Oh yes, ‘The Arbus Factor’ came from when I was in hospital one day going up the elevator, and all the people in it were old and looked to me like gargoyles and they looked at me as if I was a gargoyle… it is the surprise of seeing yourself not as yourself but as you look to others. No one thinks they look like that but that is how we actually look. My character Hope says (though many people fail to notice this) that this would be an interesting thing to talk about when they next have lunch. She has found an agenda. And that is where stories start; when you think “Ah this is something that is interesting, I could write a story about this.”

Loyal readers will know the characters in the main story sequence from your earlier fiction. What particularly appeals about recording these ladies meandering into old age? 

It’s recording what’s happening. The meandering is what we’re in the process of doing, and observing ourselves doing it and talking about it is what we do.

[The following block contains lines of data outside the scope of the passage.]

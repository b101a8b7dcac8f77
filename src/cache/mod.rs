//! 缓存模块：通用的有界 LRU 容器，以及基于它的正则缓存与响应缓存键。
//!
//! # Bounded Caching Module
//!
//! One eviction policy, reused everywhere: [`BoundedCache`] knows nothing
//! about what it stores. It backs compiled-pattern memoization
//! ([`PatternCache`]) and the orchestrator's optional response memoization
//! keyed by [`CacheKey`].
//!
//! ## Key Components
//!
//! | Component | Description |
//! |-----------|-------------|
//! | [`BoundedCache`] | Thread-safe LRU with hit/miss/eviction counters |
//! | [`CacheEntry`] | Value plus creation time, last access and access count |
//! | [`CacheStats`] | Counter snapshot with `hit_ratio()` |
//! | [`PatternCache`] | Compiled `regex::Regex` keyed by pattern and flags |
//! | [`CacheKeyGenerator`] | SHA-256 key for a (backend, request) pair |
//!
//! ## Example
//!
//! ```rust
//! use ai_lib_fanout::cache::BoundedCache;
//!
//! let cache = BoundedCache::new(2).unwrap();
//! cache.set("a", 1);
//! cache.set("b", 2);
//! cache.get(&"a");
//! assert_eq!(cache.set("c", 3), Some("b"));
//! assert!(cache.stats().hit_ratio() > 0.99);
//! ```

mod bounded;
mod key;
mod pattern;

pub use bounded::{BoundedCache, CacheEntry, CacheStats};
pub use key::{CacheKey, CacheKeyGenerator};
pub use pattern::PatternCache;
//! 故障分类码：定义后端调用失败的标准分类及其重试/熔断语义。
//!
//! Failure classification codes for backend calls.
//!
//! Every failure that flows through the orchestration core is mapped onto one
//! [`ErrorCode`]. The code decides two things independently:
//!
//! - whether the retry layer may attempt the call again ([`ErrorCode::retryable`])
//! - whether the failure is charged to the backend's circuit breaker
//!   ([`ErrorCode::counts_against_breaker`])
//!
//! ## Categories
//!
//! | Prefix | Category   | Description                                  |
//! |--------|------------|----------------------------------------------|
//! | F1xxx  | client     | Request-side failures, never retried         |
//! | F2xxx  | rate       | Rate limit and quota failures                |
//! | F3xxx  | server     | Transient backend-side failures              |
//! | F4xxx  | local      | Failures raised by the runtime itself        |
//! | F9xxx  | unknown    | Catch-all                                    |
//!
//! ## Example
//!
//! ```rust
//! use ai_lib_fanout::error_code::ErrorCode;
//!
//! let code = ErrorCode::from_http_status(429);
//! assert_eq!(code, ErrorCode::RateLimited);
//! assert!(code.retryable());
//! assert!(code.counts_against_breaker());
//!
//! let code = ErrorCode::AdmissionTimeout;
//! assert!(!code.counts_against_breaker());
//! ```

use serde::{Deserialize, Serialize};
use std::fmt;

#[derive(Debug, Clone, Copy, PartialEq, Eq, Hash, Serialize, Deserialize)]
#[serde(rename_all = "snake_case")]
pub enum ErrorCode {
    /// F1001: Malformed request or unsupported parameters
    InvalidRequest,
    /// F1002: Invalid, expired, or missing credentials
    Authentication,
    /// F1003: Requested model or endpoint does not exist
    NotFound,
    /// F2001: Request rate limit exceeded
    RateLimited,
    /// F2002: Account quota or billing limit reached
    QuotaExhausted,
    /// F3001: Internal error on the backend side
    ServerError,
    /// F3002: Backend temporarily overloaded or unavailable
    Overloaded,
    /// F3003: Call did not complete within its deadline
    Timeout,
    /// F3004: Connection could not be established or was reset
    Network,
    /// F4001: Circuit breaker rejected the call without contacting the backend
    CircuitOpen,
    /// F4002: No admission permit could be acquired in time
    AdmissionTimeout,
    /// F4003: Call was skipped because the run was cancelled
    Cancelled,
    /// F4004: A stream chunk failed during local processing
    ChunkFailed,
    /// F9999: Failure could not be classified
    Unknown,
}

impl ErrorCode {
    #[inline]
    pub fn code(&self) -> &'static str {
        match self {
            Self::InvalidRequest => "F1001",
            Self::Authentication => "F1002",
            Self::NotFound => "F1003",
            Self::RateLimited => "F2001",
            Self::QuotaExhausted => "F2002",
            Self::ServerError => "F3001",
            Self::Overloaded => "F3002",
            Self::Timeout => "F3003",
            Self::Network => "F3004",
            Self::CircuitOpen => "F4001",
            Self::AdmissionTimeout => "F4002",
            Self::Cancelled => "F4003",
            Self::ChunkFailed => "F4004",
            Self::Unknown => "F9999",
        }
    }

    #[inline]
    pub fn name(&self) -> &'static str {
        match self {
            Self::InvalidRequest => "invalid_request",
            Self::Authentication => "authentication",
            Self::NotFound => "not_found",
            Self::RateLimited => "rate_limited",
            Self::QuotaExhausted => "quota_exhausted",
            Self::ServerError => "server_error",
            Self::Overloaded => "overloaded",
            Self::Timeout => "timeout",
            Self::Network => "network",
            Self::CircuitOpen => "circuit_open",
            Self::AdmissionTimeout => "admission_timeout",
            Self::Cancelled => "cancelled",
            Self::ChunkFailed => "chunk_failed",
            Self::Unknown => "unknown",
        }
    }

    /// Transient failures the retry layer may attempt again.
    ///
    /// `CircuitOpen` is reported as "service unavailable, retryable" to callers,
    /// but the retry layer never spins on an open breaker; see
    /// [`crate::resilience::ResilientCall`].
    #[inline]
    pub fn retryable(&self) -> bool {
        matches!(
            self,
            Self::RateLimited
                | Self::ServerError
                | Self::Overloaded
                | Self::Timeout
                | Self::Network
                | Self::CircuitOpen
        )
    }

    /// Whether the failure is evidence that the backend itself misbehaved.
    #[inline]
    pub fn counts_against_breaker(&self) -> bool {
        !matches!(
            self,
            Self::CircuitOpen | Self::AdmissionTimeout | Self::Cancelled | Self::ChunkFailed
        )
    }

    #[inline]
    pub fn category(&self) -> &'static str {
        match self {
            Self::InvalidRequest | Self::Authentication | Self::NotFound => "client",
            Self::RateLimited | Self::QuotaExhausted => "rate",
            Self::ServerError | Self::Overloaded | Self::Timeout | Self::Network => "server",
            Self::CircuitOpen | Self::AdmissionTimeout | Self::Cancelled | Self::ChunkFailed => {
                "local"
            }
            Self::Unknown => "unknown",
        }
    }

    /// Maps a backend-reported error type string onto a code.
    ///
    /// Accepts the standard names plus common provider aliases such as
    /// `"invalid_api_key"`, `"insufficient_quota"` or `"overloaded_error"`.
    pub fn from_provider_code(provider_code: &str) -> Option<Self> {
        let code = match provider_code {
            "invalid_request" | "invalid_request_error" | "context_length_exceeded" => {
                Self::InvalidRequest
            }
            "authentication" | "authentication_error" | "invalid_api_key" => Self::Authentication,
            "not_found" | "model_not_found" => Self::NotFound,
            "rate_limited" | "rate_limit_exceeded" | "rate_limit_error" => Self::RateLimited,
            "quota_exhausted" | "insufficient_quota" => Self::QuotaExhausted,
            "server_error" | "api_error" => Self::ServerError,
            "overloaded" | "overloaded_error" | "service_unavailable" => Self::Overloaded,
            "timeout" => Self::Timeout,
            _ => return None,
        };
        Some(code)
    }

    pub fn from_http_status(status: u16) -> Self {
        match status {
            400 | 413 | 422 => Self::InvalidRequest,
            401 | 403 => Self::Authentication,
            404 => Self::NotFound,
            408 | 504 => Self::Timeout,
            429 => Self::RateLimited,
            402 => Self::QuotaExhausted,
            500 | 502 => Self::ServerError,
            503 | 529 => Self::Overloaded,
            s if (500..600).contains(&s) => Self::ServerError,
            _ => Self::Unknown,
        }
    }
}

impl fmt::Display for ErrorCode {
    fn fmt(&self, f: &mut fmt::Formatter<'_>) -> fmt::Result {
        write!(f, "{}", self.code())
    }
}

#[cfg(test)]
mod tests {
    use super::*;

    #[test]
    fn test_retryable_split() {
        assert!(ErrorCode::Timeout.retryable());
        assert!(ErrorCode::RateLimited.retryable());
        assert!(ErrorCode::Overloaded.retryable());
        assert!(!ErrorCode::Authentication.retryable());
        assert!(!ErrorCode::QuotaExhausted.retryable());
        assert!(!ErrorCode::InvalidRequest.retryable());
        assert!(!ErrorCode::AdmissionTimeout.retryable());
    }

    #[test]
    fn test_breaker_accounting() {
        // non-retryable backend failures still trip the breaker
        assert!(ErrorCode::Authentication.counts_against_breaker());
        assert!(ErrorCode::Timeout.counts_against_breaker());
        // the backend was never contacted
        assert!(!ErrorCode::AdmissionTimeout.counts_against_breaker());
        assert!(!ErrorCode::CircuitOpen.counts_against_breaker());
        assert!(!ErrorCode::Cancelled.counts_against_breaker());
    }

    #[test]
    fn test_http_status_mapping() {
        assert_eq!(ErrorCode::from_http_status(401), ErrorCode::Authentication);
        assert_eq!(ErrorCode::from_http_status(429), ErrorCode::RateLimited);
        assert_eq!(ErrorCode::from_http_status(503), ErrorCode::Overloaded);
        assert_eq!(ErrorCode::from_http_status(599), ErrorCode::ServerError);
        assert_eq!(ErrorCode::from_http_status(418), ErrorCode::Unknown);
    }

    #[test]
    fn test_provider_aliases() {
        assert_eq!(
            ErrorCode::from_provider_code("insufficient_quota"),
            Some(ErrorCode::QuotaExhausted)
        );
        assert_eq!(
            ErrorCode::from_provider_code("overloaded_error"),
            Some(ErrorCode::Overloaded)
        );
        assert_eq!(ErrorCode::from_provider_code("something_else"), None);
    }

    #[test]
    fn test_display_uses_code() {
        assert_eq!(ErrorCode::CircuitOpen.to_string(), "F4001");
        assert_eq!(ErrorCode::ChunkFailed.category(), "local");
    }
}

Biographical elements glimmer through your fiction, and your autobiographical writing is fictionalised, as you say, “because I experience and remember and understand like a storyteller rather than a historian or a journalist.” But how much in the Ladies’ Lunch stories is based on your own experiences, your real friends, your actual apartment…

Five-and-half per cent plus.

In ‘Pneumonia Chronicles’ you describe your two weeks in hospital during the pandemic. It’s a funny and ultimately uplifting read, but what were your most troubling thoughts during that time?

I don’t know about ‘troubling’ but certainly one thought was “this is something to write about.” It was Covid time so my children could not visit. My son Jacob brought coffee but had to leave it down in reception.

The head can decide this is time for reconciliation but the nerves and the blood remember.”

Making Good’ is a provocative and comical portrayal of the awkwardness of bridge-building and reconciliation for Holocaust survivors and their families. I was recently reading about an Israeli TV comedy called Berlin Blues, in which a Jewish couple relocates from Israel to Germany, which would have been unthinkable (and still is) for older generations but has become a popular (if not unproblematic) choice for young Israelis. Is it time for every generation to move on and accept that there’s good and bad wherever they choose to be?

When I visit Vienna, which I have done to read and lecture there, I find that at first I’m intensely excited, rushing out of the hotel to run up and down to see everything. But the following day I want to go home to New York. The head can decide this is time for reconciliation but the nerves and the blood remember.

As you recount in Other People’s Houses, at ten years old you wrote to the authorities to secure visas for your parents to join you in England. Most Kindertransport children never saw their parents again. How confident were you that your letters would reach the right recipient and have the desired outcome?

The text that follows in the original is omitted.